Early in the morning their guide rounded up Mair, the Dutch and the Israelis while it was still barely light, and drove them up a track that was no more than a slightly less rocky channel between the grey boulders littering the plain. They reached the shores of a vast lake, where the water was filmed with ice and the ground was powdered with snow. At the lake’s edge stood a handful of single-storey houses, little more than huts, set between a line of bare poplars. Yaks, with their long hair almost brushing the snow, moved ponderously between the rocks. In preparation for winter the Changpa nomad families were bringing down their herds from the more remote pastures. There were circles of low stone walls close to the lake, and the early arrivals had flung goat-hair tarpaulins over these to make shelters for themselves and their animals. Smoke rose in thin columns from the ventilation holes at the apex. A woman with a bent back trudged up from the water’s edge carrying a full bucket.

    The goats stank – there was no other word for it. The nomad camp was also redolent of kerosene and animal dung and woodsmoke, but the dominant, throat-clogging smell was of unadulterated goat.

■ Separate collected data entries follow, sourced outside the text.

//! HTTP Endpoints
//!
//! REST API for the support assistant, helper search and speech.

use std::str::FromStr;
use std::time::Duration;

use axum::{
    extract::{Json, Query, State},
    http::{HeaderValue, Method, StatusCode},
    routing::{get, post},
    Router,
};
use base64::{engine::general_purpose::STANDARD as BASE64, Engine};
use serde::{Deserialize, Serialize};
use tower::ServiceBuilder;
use tower_http::cors::{Any, CorsLayer};
use tower_http::timeout::TimeoutLayer;
use tower_http::trace::TraceLayer;

use peer_support_agent::AssistantTurn;
use peer_support_core::{
    Category, ContactCategory, Conversation, Degradation, EmergencyContact, FilterCriteria,
    HelperRecord, KnowledgeEntry, VoiceInfo, VoiceOptions,
};
use peer_support_search::{
    apply_quick_filters, category_summaries, rank_with_diagnostics, CategorySummary, QuickFilter,
};

use crate::metrics::{metrics_handler, record_degradation, record_request};
use crate::state::AppState;
use crate::ServerError;

/// Create the application router
pub fn create_router(state: AppState) -> Router {
    let cors_layer = build_cors_layer(
        &state.settings.server.cors_origins,
        state.settings.server.cors_enabled,
    );
    let timeout = Duration::from_secs(state.settings.server.timeout_seconds);

    Router::new()
        // Assistant
        .route("/api/chat", post(chat))
        .route("/api/greeting", get(greeting))
        // Helpers
        .route("/api/helpers/search", post(search_helpers))
        .route("/api/categories", get(list_categories))
        // Resources
        .route("/api/emergency-contacts", get(emergency_contacts))
        .route("/api/knowledge", get(knowledge))
        // Speech
        .route("/api/speech", post(synthesize_speech))
        .route("/api/speech/status", get(speech_status))
        .route("/api/speech/voices", get(speech_voices))
        // Operations
        .route("/health", get(health_check))
        .route("/metrics", get(metrics_handler))
        .layer(
            ServiceBuilder::new()
                .layer(TraceLayer::new_for_http())
                .layer(TimeoutLayer::new(timeout))
                .layer(cors_layer),
        )
        .with_state(state)
}

/// Build CORS layer from configured origins
///
/// - disabled: permissive, for local development
/// - no valid origins: localhost:3000 only
fn build_cors_layer(origins: &[String], enabled: bool) -> CorsLayer {
    if !enabled {
        tracing::warn!("CORS checks disabled, allowing all origins");
        return CorsLayer::permissive();
    }

    let parsed_origins: Vec<HeaderValue> = origins
        .iter()
        .filter_map(|origin| {
            origin.parse::<HeaderValue>().ok().or_else(|| {
                tracing::warn!(origin = %origin, "Invalid CORS origin");
                None
            })
        })
        .collect();

    let base = CorsLayer::new()
        .allow_methods([Method::GET, Method::POST, Method::OPTIONS])
        .allow_headers(Any);

    if parsed_origins.is_empty() {
        tracing::info!("No CORS origins configured, defaulting to localhost:3000");
        return base.allow_origin(HeaderValue::from_static("http://localhost:3000"));
    }

    tracing::info!(count = parsed_origins.len(), "CORS origins configured");
    base.allow_origin(parsed_origins)
}

fn non_blank(value: Option<&str>) -> Option<&str> {
    value.map(str::trim).filter(|v| !v.is_empty())
}

/// Parse an optional category, treating blank and `all` as unset
fn parse_category(value: Option<&str>) -> Result<Option<Category>, ServerError> {
    match non_blank(value) {
        None => Ok(None),
        Some(v) if v.eq_ignore_ascii_case("all") => Ok(None),
        Some(v) => Category::from_name(v)
            .map(Some)
            .ok_or_else(|| ServerError::InvalidRequest(format!("unknown category '{}'", v))),
    }
}

/// Parse a contact category; a support category maps to its default contact category
fn parse_contact_category(value: Option<&str>) -> Result<Option<ContactCategory>, ServerError> {
    match non_blank(value) {
        None => Ok(None),
        Some(v) if v.eq_ignore_ascii_case("all") => Ok(None),
        Some(v) => ContactCategory::from_str(v)
            .ok()
            .or_else(|| Category::from_name(v).map(|c| c.emergency_category()))
            .map(Some)
            .ok_or_else(|| ServerError::InvalidRequest(format!("unknown category '{}'", v))),
    }
}

/// Chat request
#[derive(Debug, Deserialize)]
struct ChatRequest {
    message: String,
    /// Prior turns, owned by the client
    #[serde(default)]
    history: Conversation,
}

/// POST /api/chat
async fn chat(State(state): State<AppState>, Json(request): Json<ChatRequest>) -> Json<AssistantTurn> {
    record_request("chat");
    let turn = state.assistant.respond(request.history, &request.message).await;
    tracing::debug!(
        intent = turn.intent.kind.as_str(),
        speak = turn.speak,
        turns = turn.history.turn_count(),
        "Chat turn"
    );
    Json(turn)
}

#[derive(Debug, Deserialize)]
struct GreetingQuery {
    helper_id: Option<String>,
    category: Option<String>,
}

#[derive(Debug, Serialize)]
struct GreetingResponse {
    message: String,
    #[serde(skip_serializing_if = "Option::is_none")]
    helper: Option<HelperRecord>,
}

/// GET /api/greeting
async fn greeting(
    State(state): State<AppState>,
    Query(query): Query<GreetingQuery>,
) -> Result<Json<GreetingResponse>, ServerError> {
    record_request("greeting");
    let category = parse_category(query.category.as_deref())?;

    let helper = match non_blank(query.helper_id.as_deref()) {
        None => None,
        Some(id) => {
            let (helpers, degradation) = state
                .fetch("helpers", state.stores.helpers.list_helpers(None))
                .await;
            let found = helpers.into_iter().find(|h| h.id == id);
            if found.is_none() && degradation.is_none() {
                return Err(ServerError::NotFound(format!("helper '{}'", id)));
            }
            found
        },
    };

    Ok(Json(GreetingResponse {
        message: state.assistant.greeting(helper.as_ref(), category),
        helper,
    }))
}

#[derive(Debug, Default, Deserialize)]
struct SearchRequest {
    #[serde(default)]
    criteria: FilterCriteria,
    #[serde(default)]
    quick_filters: Vec<String>,
}

#[derive(Debug, Serialize)]
struct SearchResponse {
    helpers: Vec<HelperRecord>,
    total: usize,
    active_filters: usize,
    #[serde(skip_serializing_if = "Vec::is_empty")]
    degradations: Vec<Degradation>,
}

/// POST /api/helpers/search
async fn search_helpers(
    State(state): State<AppState>,
    Json(request): Json<SearchRequest>,
) -> Result<Json<SearchResponse>, ServerError> {
    record_request("helpers_search");

    let quick = request
        .quick_filters
        .iter()
        .map(|name| QuickFilter::from_str(name))
        .collect::<Result<Vec<_>, _>>()?;
    let criteria = apply_quick_filters(request.criteria, &quick);

    let (helpers, degradation) = state
        .fetch("helpers", state.stores.helpers.list_helpers(None))
        .await;

    let outcome = rank_with_diagnostics(&helpers, &criteria);
    let mut degradations: Vec<Degradation> = degradation.into_iter().collect();
    for d in &outcome.degradations {
        record_degradation(d);
    }
    degradations.extend(outcome.degradations);

    Ok(Json(SearchResponse {
        total: outcome.helpers.len(),
        helpers: outcome.helpers,
        active_filters: criteria.active_filter_count(),
        degradations,
    }))
}

#[derive(Debug, Serialize)]
struct CategoriesResponse {
    categories: Vec<CategorySummary>,
}

/// GET /api/categories
async fn list_categories(State(state): State<AppState>) -> Json<CategoriesResponse> {
    record_request("categories");
    let (helpers, _) = state
        .fetch("helpers", state.stores.helpers.list_helpers(None))
        .await;
    Json(CategoriesResponse {
        categories: category_summaries(&helpers),
    })
}

#[derive(Debug, Deserialize)]
struct ContactQuery {
    category: Option<String>,
    country: Option<String>,
    q: Option<String>,
}

#[derive(Debug, Serialize)]
struct ContactsResponse {
    contacts: Vec<EmergencyContact>,
    #[serde(skip_serializing_if = "Option::is_none")]
    degradation: Option<Degradation>,
}

/// GET /api/emergency-contacts
async fn emergency_contacts(
    State(state): State<AppState>,
    Query(query): Query<ContactQuery>,
) -> Result<Json<ContactsResponse>, ServerError> {
    record_request("emergency_contacts");

    let category = parse_contact_category(query.category.as_deref())?;
    let term = non_blank(query.q.as_deref());
    let country = non_blank(query.country.as_deref());

    let (mut contacts, degradation) = if term.is_some() || country.is_some() {
        state
            .fetch(
                "contacts",
                state
                    .stores
                    .contacts
                    .search_contacts(term.unwrap_or_default(), country),
            )
            .await
    } else {
        state
            .fetch("contacts", state.stores.contacts.list_contacts(category))
            .await
    };

    if let Some(category) = category {
        contacts.retain(|c| c.category == category);
    }
    contacts.sort_by(EmergencyContact::by_availability);

    Ok(Json(ContactsResponse {
        contacts,
        degradation,
    }))
}

#[derive(Debug, Deserialize)]
struct KnowledgeQuery {
    category: Option<String>,
    q: Option<String>,
}

#[derive(Debug, Serialize)]
struct KnowledgeResponse {
    entries: Vec<KnowledgeEntry>,
    #[serde(skip_serializing_if = "Option::is_none")]
    degradation: Option<Degradation>,
}

/// GET /api/knowledge
async fn knowledge(
    State(state): State<AppState>,
    Query(query): Query<KnowledgeQuery>,
) -> Result<Json<KnowledgeResponse>, ServerError> {
    record_request("knowledge");
    let category = parse_category(query.category.as_deref())?;

    let (mut entries, degradation) = match non_blank(query.q.as_deref()) {
        Some(term) => {
            state
                .fetch("knowledge", state.stores.knowledge.search(term))
                .await
        },
        None => {
            state
                .fetch("knowledge", state.stores.knowledge.list_knowledge(category))
                .await
        },
    };

    if let Some(category) = category {
        entries.retain(|e| e.category_id == category);
    }
    entries.sort_by(KnowledgeEntry::by_confidence);

    Ok(Json(KnowledgeResponse {
        entries,
        degradation,
    }))
}

#[derive(Debug, Deserialize)]
struct SpeechRequest {
    text: String,
    #[serde(flatten)]
    options: VoiceOptions,
}

#[derive(Debug, Serialize)]
struct SpeechResponse {
    /// Base64 audio; `None` when speech degraded to silence
    audio: Option<String>,
    mime_type: Option<String>,
    provider: String,
}

/// POST /api/speech
async fn synthesize_speech(
    State(state): State<AppState>,
    Json(request): Json<SpeechRequest>,
) -> Result<Json<SpeechResponse>, ServerError> {
    record_request("speech");
    let text = request.text.trim();
    if text.is_empty() {
        return Err(ServerError::InvalidRequest("text is empty".to_string()));
    }

    let provider = state.speech.name().to_string();
    match state.speech.speak(text, &request.options).await {
        Some(audio) if !audio.is_empty() => Ok(Json(SpeechResponse {
            audio: Some(BASE64.encode(&audio.data)),
            mime_type: Some(audio.mime_type),
            provider,
        })),
        _ => {
            record_degradation(&Degradation::SpeechUnavailable(provider.clone()));
            Ok(Json(SpeechResponse {
                audio: None,
                mime_type: None,
                provider,
            }))
        },
    }
}

/// GET /api/speech/status
async fn speech_status(State(state): State<AppState>) -> Json<serde_json::Value> {
    record_request("speech_status");
    let status = state.speech.status();
    Json(serde_json::json!({
        "status": status,
        "message": status.message(),
        "available": state.speech.is_available(),
        "provider": state.speech.name(),
    }))
}

#[derive(Debug, Serialize)]
struct VoicesResponse {
    voices: Vec<VoiceInfo>,
}

/// GET /api/speech/voices
async fn speech_voices(State(state): State<AppState>) -> Json<VoicesResponse> {
    record_request("speech_voices");
    Json(VoicesResponse {
        voices: state.speech.voices().await,
    })
}

/// Health check over the helper store and speech capability
async fn health_check(State(state): State<AppState>) -> (StatusCode, Json<serde_json::Value>) {
    let (_, degradation) = state
        .fetch("helpers", state.stores.helpers.list_helpers(None))
        .await;
    let stores_ok = degradation.is_none();
    let speech = state.speech.status();

    let status_code = if stores_ok {
        StatusCode::OK
    } else {
        StatusCode::SERVICE_UNAVAILABLE
    };

    (
        status_code,
        Json(serde_json::json!({
            "status": if stores_ok { "healthy" } else { "degraded" },
            "version": env!("CARGO_PKG_VERSION"),
            "checks": {
                "stores": {
                    "status": if stores_ok { "ok" } else { "unavailable" },
                    "backend": state.stores.helpers.name(),
                },
                "speech": {
                    "status": speech,
                    "message": speech.message(),
                },
            }
        })),
    )
}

    A display was laid on for the tourists. Three men in rough tunics and yak-skin boots drove a handful of their animals into a stone-walled enclosure. Mair pulled the flaps of her fleece hat over her ears and shivered in the keen wind. She could almost feel the layer of ice thickening on the lake. The goats were shaggy creatures, white and brown and black, with curved horns and disturbing long-pupilled eyes. They allowed themselves to be hobbled and tipped on to their sides where they lay, stiff-legged and reeking. From the recesses of their garments, the men produced wooden implements like hair-brushes, set with fierce, incurved stiff metal prongs. With synchronised vigour, they each set to work on a goat, rasping and tugging at the wool of the throat and chest. Matted clods of hair began to yield to this treatment, coming away in chunks with the embedded dirt, dung and grease. The goats protested and the men countered with a throaty, ululating song.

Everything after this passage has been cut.